The "portrayal" Calipari referred to was a March 19th Commercial Appeal story detailing Massie's unconventional road to joining the Tigers. Calipari said the story negatively affected the Tiger senior and his immediate family. Chris' mother, Bernice Massie, was reported to have called her son crying, upset and incensed about the article. The coaching staff questioned the late-season timing of the story and also wanted to clarify that the then-19-year-old Massie's criminal trespassing charge was a misdemeanor he received for jumping a fence to go fishing.
Tony Burlingame, an Elkins High School basketball coach and once Massie's world history teacher, said via e-mail that his quotes describing Massie (who passed 21 first-semester hours in 2002 to gain eligibility) as a "thug" were taken out of context.
Burlingame added: "I was led to believe that the article was a tribute praising Chris for overcoming so many obstacles that he faced early in life to become a tremendous asset to [the Memphis] community and university. We should be praising him for his accomplishments in the present day rather than digging into his past."
In the CA's defense, story sources often read their attributed quotes and then deny them, even when they've been recorded. Perhaps that's why Massie chose his words so carefully this season, speaking only when his words mattered most.
n Due to the Wednesday night declaration of war with Iraq, fans' emotions were somewhat subdued in Oklahoma City's Ford Center -- the NCAA Tournament West region site and Memphis' draw -- in the days and hours leading up to the Tigers' game. Providing a brief respite from news of troop movements and air strikes thousands of miles away, the Tigers prepared for their game with the Sun Devils, played just blocks from the Oklahoma City National Memorial, site of the 1995 bombing of the Murrah Federal Building. The U of M staff decided to forego the 20-minute shoot-around scheduled for all teams and instead practiced at an undisclosed location. But as tip-off approached, the large contingent of blue-and-gray-clad fans crammed through the gates, displaying face paint and optimistic smiles.

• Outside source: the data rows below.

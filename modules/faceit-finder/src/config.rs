use std::path::Path;
use std::time::Duration;

use faceit_client::{ClientSettings, DEFAULT_BASE_URL};
use serde::{Deserialize, Serialize};
use tracing::{info, warn};

use crate::error::{FinderError, Result};
use crate::report::AnnounceSettings;

/// Value shipped in the generated config file; lookups will be rejected with it.
pub const PLACEHOLDER_API_KEY: &str = "apikeyhere";

/// Plugin configuration. Keys match the JSON file the server admin edits.
#[derive(Debug, Clone, PartialEq, Eq, Serialize, Deserialize)]
#[serde(default)]
pub struct FinderConfig {
    #[serde(rename = "FaceitApiKey")]
    pub faceit_api_key: String,

    #[serde(rename = "NotifyAllPlayers")]
    pub notify_all_players: bool,

    #[serde(rename = "MinimumLevelToAnnounce")]
    pub minimum_level_to_announce: u32,

    #[serde(rename = "RequestTimeoutSecs")]
    pub request_timeout_secs: u64,

    #[serde(rename = "BaseUrl")]
    pub base_url: String,

    /// Forget looked-up players when a new map starts.
    #[serde(rename = "ResetSeenOnMapChange")]
    pub reset_seen_on_map_change: bool,
}

impl Default for FinderConfig {
    fn default() -> Self {
        Self {
            faceit_api_key: PLACEHOLDER_API_KEY.to_string(),
            notify_all_players: true,
            minimum_level_to_announce: 0,
            request_timeout_secs: 10,
            base_url: DEFAULT_BASE_URL.to_string(),
            reset_seen_on_map_change: false,
        }
    }
}

impl FinderConfig {
    /// Load from an optional JSON file, then apply `FACEIT_*` environment overrides.
    ///
    /// Env vars:
    /// - `FACEIT_API_KEY`
    /// - `FACEIT_NOTIFY_ALL` — `true` / `false`
    /// - `FACEIT_MIN_LEVEL`
    /// - `FACEIT_TIMEOUT_SECS`
    /// - `FACEIT_BASE_URL`
    pub fn load(path: Option<&Path>) -> Result<Self> {
        dotenvy::dotenv().ok();

        let mut config = match path {
            Some(path) => Self::from_json(&std::fs::read_to_string(path)?)?,
            None => Self::default(),
        };
        config.apply_overrides(|key| std::env::var(key).ok())?;
        config.validate()?;
        Ok(config)
    }

    pub fn from_json(raw: &str) -> Result<Self> {
        Ok(serde_json::from_str(raw)?)
    }

    /// Apply overrides from any key/value source (the process env in production).
    pub fn apply_overrides(&mut self, var: impl Fn(&str) -> Option<String>) -> Result<()> {
        if let Some(key) = var("FACEIT_API_KEY") {
            self.faceit_api_key = key;
        }
        if let Some(raw) = var("FACEIT_NOTIFY_ALL") {
            self.notify_all_players = parse_var("FACEIT_NOTIFY_ALL", &raw)?;
        }
        if let Some(raw) = var("FACEIT_MIN_LEVEL") {
            self.minimum_level_to_announce = parse_var("FACEIT_MIN_LEVEL", &raw)?;
        }
        if let Some(raw) = var("FACEIT_TIMEOUT_SECS") {
            self.request_timeout_secs = parse_var("FACEIT_TIMEOUT_SECS", &raw)?;
        }
        if let Some(url) = var("FACEIT_BASE_URL") {
            self.base_url = url;
        }
        Ok(())
    }

    pub fn validate(&self) -> Result<()> {
        if self.faceit_api_key.trim().is_empty() {
            return Err(FinderError::Config("FaceitApiKey must not be empty".into()));
        }
        if self.request_timeout_secs == 0 {
            return Err(FinderError::Config(
                "RequestTimeoutSecs must be greater than zero".into(),
            ));
        }
        if self.base_url.trim().is_empty() {
            return Err(FinderError::Config("BaseUrl must not be empty".into()));
        }
        if self.faceit_api_key == PLACEHOLDER_API_KEY {
            warn!("FaceitApiKey is still the placeholder value, lookups will fail");
        }
        Ok(())
    }

    pub fn client_settings(&self) -> ClientSettings {
        ClientSettings::new(self.faceit_api_key.clone())
            .with_base_url(self.base_url.clone())
            .with_timeout(Duration::from_secs(self.request_timeout_secs))
    }

    pub fn announce_settings(&self) -> AnnounceSettings {
        AnnounceSettings {
            minimum_level_to_announce: self.minimum_level_to_announce,
            notify_all_players: self.notify_all_players,
        }
    }

    pub fn log_redacted(&self) {
        let key = &self.faceit_api_key;
        let shown: String = key.chars().take(4).collect();
        let preview = format!("{shown}...({} chars)", key.chars().count());
        info!(
            api_key = %preview,
            notify_all_players = self.notify_all_players,
            minimum_level_to_announce = self.minimum_level_to_announce,
            request_timeout_secs = self.request_timeout_secs,
            base_url = %self.base_url,
            reset_seen_on_map_change = self.reset_seen_on_map_change,
            "Config loaded"
        );
    }
}

fn parse_var<T: std::str::FromStr>(key: &str, raw: &str) -> Result<T> {
    raw.trim()
        .parse()
        .map_err(|_| FinderError::Config(format!("{key} has an invalid value: {raw:?}")))
}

n As for the future of Tiger basketball, New Jersey native Sean Banks, the recently maligned Top 15 Memphis recruit, played his final prep game for Bergen Catholic March 16th, losing 45-44 to Camden Catholic in the Parochial A state championship. According to Bergen Catholic's school newspaper, Banks, who scored two points in 12 minutes, sobbed after the game and spent an extra three minutes on the bench and 30 minutes in the locker room. He had been allowed to return to his team March 8th after a February 18th arrest for a "disorderly persons offense" when a car he was in tried to elude police. Memphis assistant coach Tony Barbee said it would not affect the university's decision on Banks.
"We are still behind Sean 100 percent," Barbee said. "We have plans on him being here. It's unfortunate that sometimes we get lumped in with people we sometimes associate with. He wasn't driving. Those people picked him up from practice and were taking him home. Somebody else may have had an issue, but that has nothing to do with Sean."